- [What the task requires] The number of lines containing "impl" is the only answer wanted; work it out from the entries below.

- [Data for this task]
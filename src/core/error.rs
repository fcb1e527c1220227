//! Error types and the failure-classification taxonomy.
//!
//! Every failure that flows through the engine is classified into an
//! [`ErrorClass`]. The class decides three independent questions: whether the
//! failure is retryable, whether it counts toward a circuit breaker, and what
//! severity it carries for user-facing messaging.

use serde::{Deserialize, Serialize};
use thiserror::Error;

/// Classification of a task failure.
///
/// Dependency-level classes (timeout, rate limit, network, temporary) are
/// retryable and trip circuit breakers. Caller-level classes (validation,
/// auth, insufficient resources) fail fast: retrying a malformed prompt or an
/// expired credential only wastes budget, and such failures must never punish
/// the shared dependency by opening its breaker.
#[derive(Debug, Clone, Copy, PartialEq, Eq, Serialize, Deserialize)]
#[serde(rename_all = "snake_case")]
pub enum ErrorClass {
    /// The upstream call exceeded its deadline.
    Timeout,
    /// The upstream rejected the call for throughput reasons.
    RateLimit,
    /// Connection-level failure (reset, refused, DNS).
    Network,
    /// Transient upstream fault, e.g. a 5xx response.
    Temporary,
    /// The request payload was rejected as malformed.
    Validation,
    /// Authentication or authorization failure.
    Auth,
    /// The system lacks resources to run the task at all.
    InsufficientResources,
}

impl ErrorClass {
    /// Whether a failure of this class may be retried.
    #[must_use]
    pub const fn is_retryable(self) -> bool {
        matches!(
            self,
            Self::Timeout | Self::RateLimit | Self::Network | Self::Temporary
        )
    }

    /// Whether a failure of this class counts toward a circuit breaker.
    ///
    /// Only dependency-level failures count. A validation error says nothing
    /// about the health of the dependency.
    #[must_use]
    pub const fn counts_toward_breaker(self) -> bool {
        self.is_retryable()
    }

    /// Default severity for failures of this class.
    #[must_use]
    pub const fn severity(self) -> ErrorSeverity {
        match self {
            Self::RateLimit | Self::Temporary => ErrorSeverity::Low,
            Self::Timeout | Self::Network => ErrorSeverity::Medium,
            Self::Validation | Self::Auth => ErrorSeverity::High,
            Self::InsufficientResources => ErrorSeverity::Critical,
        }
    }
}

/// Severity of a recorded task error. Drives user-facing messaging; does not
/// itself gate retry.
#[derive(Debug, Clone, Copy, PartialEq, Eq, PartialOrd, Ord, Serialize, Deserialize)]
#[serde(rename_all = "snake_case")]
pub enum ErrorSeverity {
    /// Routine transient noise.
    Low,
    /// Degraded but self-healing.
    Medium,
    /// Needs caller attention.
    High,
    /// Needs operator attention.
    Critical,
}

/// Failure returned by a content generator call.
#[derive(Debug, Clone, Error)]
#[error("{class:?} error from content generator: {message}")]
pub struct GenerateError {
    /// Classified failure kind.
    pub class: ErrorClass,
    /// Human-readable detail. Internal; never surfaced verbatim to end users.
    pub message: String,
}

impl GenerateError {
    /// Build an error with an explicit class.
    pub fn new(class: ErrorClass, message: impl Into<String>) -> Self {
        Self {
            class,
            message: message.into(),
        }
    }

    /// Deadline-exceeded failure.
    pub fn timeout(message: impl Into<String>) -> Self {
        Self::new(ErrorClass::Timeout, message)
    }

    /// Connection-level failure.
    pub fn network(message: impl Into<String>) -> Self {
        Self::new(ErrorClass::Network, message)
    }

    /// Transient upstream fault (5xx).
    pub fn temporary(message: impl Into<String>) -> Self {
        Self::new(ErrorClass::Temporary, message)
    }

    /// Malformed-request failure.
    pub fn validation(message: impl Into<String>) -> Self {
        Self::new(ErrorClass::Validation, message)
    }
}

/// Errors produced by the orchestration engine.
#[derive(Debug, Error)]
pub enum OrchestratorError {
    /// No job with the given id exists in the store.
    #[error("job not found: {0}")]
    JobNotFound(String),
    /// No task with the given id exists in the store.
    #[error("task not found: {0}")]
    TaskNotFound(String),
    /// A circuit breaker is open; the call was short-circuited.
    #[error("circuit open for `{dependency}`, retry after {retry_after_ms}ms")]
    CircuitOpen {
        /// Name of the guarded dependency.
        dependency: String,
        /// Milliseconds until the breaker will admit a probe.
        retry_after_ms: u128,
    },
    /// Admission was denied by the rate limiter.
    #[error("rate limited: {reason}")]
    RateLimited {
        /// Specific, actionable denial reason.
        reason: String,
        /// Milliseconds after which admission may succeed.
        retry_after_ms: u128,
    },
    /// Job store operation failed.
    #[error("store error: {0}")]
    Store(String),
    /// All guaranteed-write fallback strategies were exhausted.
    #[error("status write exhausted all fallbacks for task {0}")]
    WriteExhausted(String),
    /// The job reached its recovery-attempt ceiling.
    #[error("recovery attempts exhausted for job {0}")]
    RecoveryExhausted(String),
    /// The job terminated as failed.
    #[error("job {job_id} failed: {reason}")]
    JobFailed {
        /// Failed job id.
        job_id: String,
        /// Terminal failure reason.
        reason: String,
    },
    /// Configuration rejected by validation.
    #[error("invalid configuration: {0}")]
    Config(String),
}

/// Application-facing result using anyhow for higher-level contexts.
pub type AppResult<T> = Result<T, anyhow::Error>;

* * *

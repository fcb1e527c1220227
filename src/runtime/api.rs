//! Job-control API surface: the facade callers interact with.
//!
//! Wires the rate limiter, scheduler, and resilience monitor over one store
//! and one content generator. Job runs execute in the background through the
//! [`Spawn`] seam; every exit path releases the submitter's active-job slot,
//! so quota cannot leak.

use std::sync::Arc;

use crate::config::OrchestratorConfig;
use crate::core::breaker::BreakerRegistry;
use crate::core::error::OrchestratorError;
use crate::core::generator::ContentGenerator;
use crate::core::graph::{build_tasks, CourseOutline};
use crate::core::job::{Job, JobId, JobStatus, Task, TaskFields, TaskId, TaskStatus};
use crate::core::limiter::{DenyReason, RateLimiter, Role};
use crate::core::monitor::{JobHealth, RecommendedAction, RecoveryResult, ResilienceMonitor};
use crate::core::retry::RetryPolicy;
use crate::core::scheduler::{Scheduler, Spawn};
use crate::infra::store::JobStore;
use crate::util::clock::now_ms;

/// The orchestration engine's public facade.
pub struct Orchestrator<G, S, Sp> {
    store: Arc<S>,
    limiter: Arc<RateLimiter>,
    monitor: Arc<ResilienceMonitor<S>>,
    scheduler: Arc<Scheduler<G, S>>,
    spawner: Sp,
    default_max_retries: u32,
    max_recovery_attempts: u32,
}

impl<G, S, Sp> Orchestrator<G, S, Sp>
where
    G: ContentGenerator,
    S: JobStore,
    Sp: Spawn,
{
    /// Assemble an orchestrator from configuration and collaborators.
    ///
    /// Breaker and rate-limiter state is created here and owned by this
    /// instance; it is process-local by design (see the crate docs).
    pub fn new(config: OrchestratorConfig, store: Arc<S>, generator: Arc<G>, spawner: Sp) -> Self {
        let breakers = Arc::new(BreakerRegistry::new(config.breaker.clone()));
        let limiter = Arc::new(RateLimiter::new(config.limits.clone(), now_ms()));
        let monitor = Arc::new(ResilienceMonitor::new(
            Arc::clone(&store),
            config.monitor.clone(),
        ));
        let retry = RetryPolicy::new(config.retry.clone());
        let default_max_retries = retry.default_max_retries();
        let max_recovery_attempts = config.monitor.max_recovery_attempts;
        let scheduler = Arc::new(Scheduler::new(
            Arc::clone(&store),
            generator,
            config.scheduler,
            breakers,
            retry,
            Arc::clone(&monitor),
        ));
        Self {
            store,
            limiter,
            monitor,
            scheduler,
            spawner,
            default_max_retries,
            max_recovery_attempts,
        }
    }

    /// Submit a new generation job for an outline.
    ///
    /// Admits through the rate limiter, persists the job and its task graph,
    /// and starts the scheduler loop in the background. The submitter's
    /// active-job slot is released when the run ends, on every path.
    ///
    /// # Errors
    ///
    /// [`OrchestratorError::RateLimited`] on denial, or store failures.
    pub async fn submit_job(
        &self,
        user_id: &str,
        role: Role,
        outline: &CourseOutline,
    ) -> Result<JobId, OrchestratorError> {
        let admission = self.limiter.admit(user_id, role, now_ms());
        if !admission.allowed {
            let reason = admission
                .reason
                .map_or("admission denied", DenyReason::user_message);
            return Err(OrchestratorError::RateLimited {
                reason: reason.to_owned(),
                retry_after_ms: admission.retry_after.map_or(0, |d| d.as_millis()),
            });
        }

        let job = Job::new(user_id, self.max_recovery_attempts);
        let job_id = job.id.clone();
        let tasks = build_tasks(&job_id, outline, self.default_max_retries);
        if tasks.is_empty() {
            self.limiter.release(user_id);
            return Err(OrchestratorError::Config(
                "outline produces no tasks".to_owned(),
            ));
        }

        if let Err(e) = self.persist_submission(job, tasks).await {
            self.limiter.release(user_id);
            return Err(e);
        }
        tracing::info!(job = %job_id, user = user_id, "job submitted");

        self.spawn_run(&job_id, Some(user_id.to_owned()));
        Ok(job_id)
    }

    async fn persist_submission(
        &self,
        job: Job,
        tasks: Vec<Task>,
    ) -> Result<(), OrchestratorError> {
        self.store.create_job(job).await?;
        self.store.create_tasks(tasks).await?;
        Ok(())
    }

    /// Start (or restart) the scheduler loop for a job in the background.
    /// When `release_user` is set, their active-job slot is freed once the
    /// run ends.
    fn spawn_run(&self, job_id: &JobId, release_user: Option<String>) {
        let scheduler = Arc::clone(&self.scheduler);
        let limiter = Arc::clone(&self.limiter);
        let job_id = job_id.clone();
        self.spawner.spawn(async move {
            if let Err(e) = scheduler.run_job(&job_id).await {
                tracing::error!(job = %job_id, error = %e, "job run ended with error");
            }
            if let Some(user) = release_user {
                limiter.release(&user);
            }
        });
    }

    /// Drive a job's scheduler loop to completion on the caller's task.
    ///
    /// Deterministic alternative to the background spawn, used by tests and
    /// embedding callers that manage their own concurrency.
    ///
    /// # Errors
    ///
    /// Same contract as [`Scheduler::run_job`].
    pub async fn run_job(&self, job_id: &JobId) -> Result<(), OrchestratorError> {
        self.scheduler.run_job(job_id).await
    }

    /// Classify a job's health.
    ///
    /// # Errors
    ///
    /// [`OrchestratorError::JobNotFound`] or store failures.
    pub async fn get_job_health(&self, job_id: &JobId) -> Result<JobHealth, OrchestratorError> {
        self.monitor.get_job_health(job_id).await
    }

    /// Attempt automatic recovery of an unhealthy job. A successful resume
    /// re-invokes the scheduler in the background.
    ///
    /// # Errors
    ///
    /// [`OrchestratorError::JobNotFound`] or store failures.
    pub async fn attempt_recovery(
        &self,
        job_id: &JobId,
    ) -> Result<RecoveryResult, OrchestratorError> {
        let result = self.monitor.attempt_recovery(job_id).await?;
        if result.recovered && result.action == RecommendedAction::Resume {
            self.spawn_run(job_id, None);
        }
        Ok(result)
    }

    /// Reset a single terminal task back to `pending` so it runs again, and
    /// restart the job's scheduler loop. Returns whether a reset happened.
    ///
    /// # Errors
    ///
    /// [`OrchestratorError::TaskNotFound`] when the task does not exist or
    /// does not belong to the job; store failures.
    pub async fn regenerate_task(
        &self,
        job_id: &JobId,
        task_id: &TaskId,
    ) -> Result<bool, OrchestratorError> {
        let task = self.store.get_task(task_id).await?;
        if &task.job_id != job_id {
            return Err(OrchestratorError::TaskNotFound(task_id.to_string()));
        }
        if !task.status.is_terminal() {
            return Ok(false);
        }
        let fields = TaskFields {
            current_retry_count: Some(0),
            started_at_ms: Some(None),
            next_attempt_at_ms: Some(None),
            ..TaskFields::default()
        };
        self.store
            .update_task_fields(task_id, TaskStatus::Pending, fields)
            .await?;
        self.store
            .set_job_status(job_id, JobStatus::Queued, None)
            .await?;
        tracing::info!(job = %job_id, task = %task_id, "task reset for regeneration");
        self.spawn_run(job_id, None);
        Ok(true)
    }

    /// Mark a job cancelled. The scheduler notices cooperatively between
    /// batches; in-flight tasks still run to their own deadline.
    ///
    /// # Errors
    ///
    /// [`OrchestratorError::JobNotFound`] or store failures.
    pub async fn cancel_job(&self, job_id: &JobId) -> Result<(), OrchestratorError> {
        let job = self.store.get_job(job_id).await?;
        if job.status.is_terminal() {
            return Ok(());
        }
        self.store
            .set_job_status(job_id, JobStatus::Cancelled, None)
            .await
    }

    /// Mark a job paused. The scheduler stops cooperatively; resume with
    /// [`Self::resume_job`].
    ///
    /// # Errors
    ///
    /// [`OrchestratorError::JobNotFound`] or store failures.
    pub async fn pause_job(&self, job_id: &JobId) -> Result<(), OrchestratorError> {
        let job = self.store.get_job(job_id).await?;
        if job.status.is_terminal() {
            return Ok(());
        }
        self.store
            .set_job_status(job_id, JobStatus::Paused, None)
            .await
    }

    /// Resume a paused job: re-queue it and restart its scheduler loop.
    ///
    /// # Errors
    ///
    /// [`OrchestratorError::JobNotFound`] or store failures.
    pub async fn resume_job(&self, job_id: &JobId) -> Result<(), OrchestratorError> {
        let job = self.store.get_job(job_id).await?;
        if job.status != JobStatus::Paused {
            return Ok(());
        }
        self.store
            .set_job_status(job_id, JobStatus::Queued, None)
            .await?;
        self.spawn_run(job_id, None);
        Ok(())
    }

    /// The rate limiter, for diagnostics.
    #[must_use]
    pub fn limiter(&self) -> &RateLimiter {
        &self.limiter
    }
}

- [Result below] 8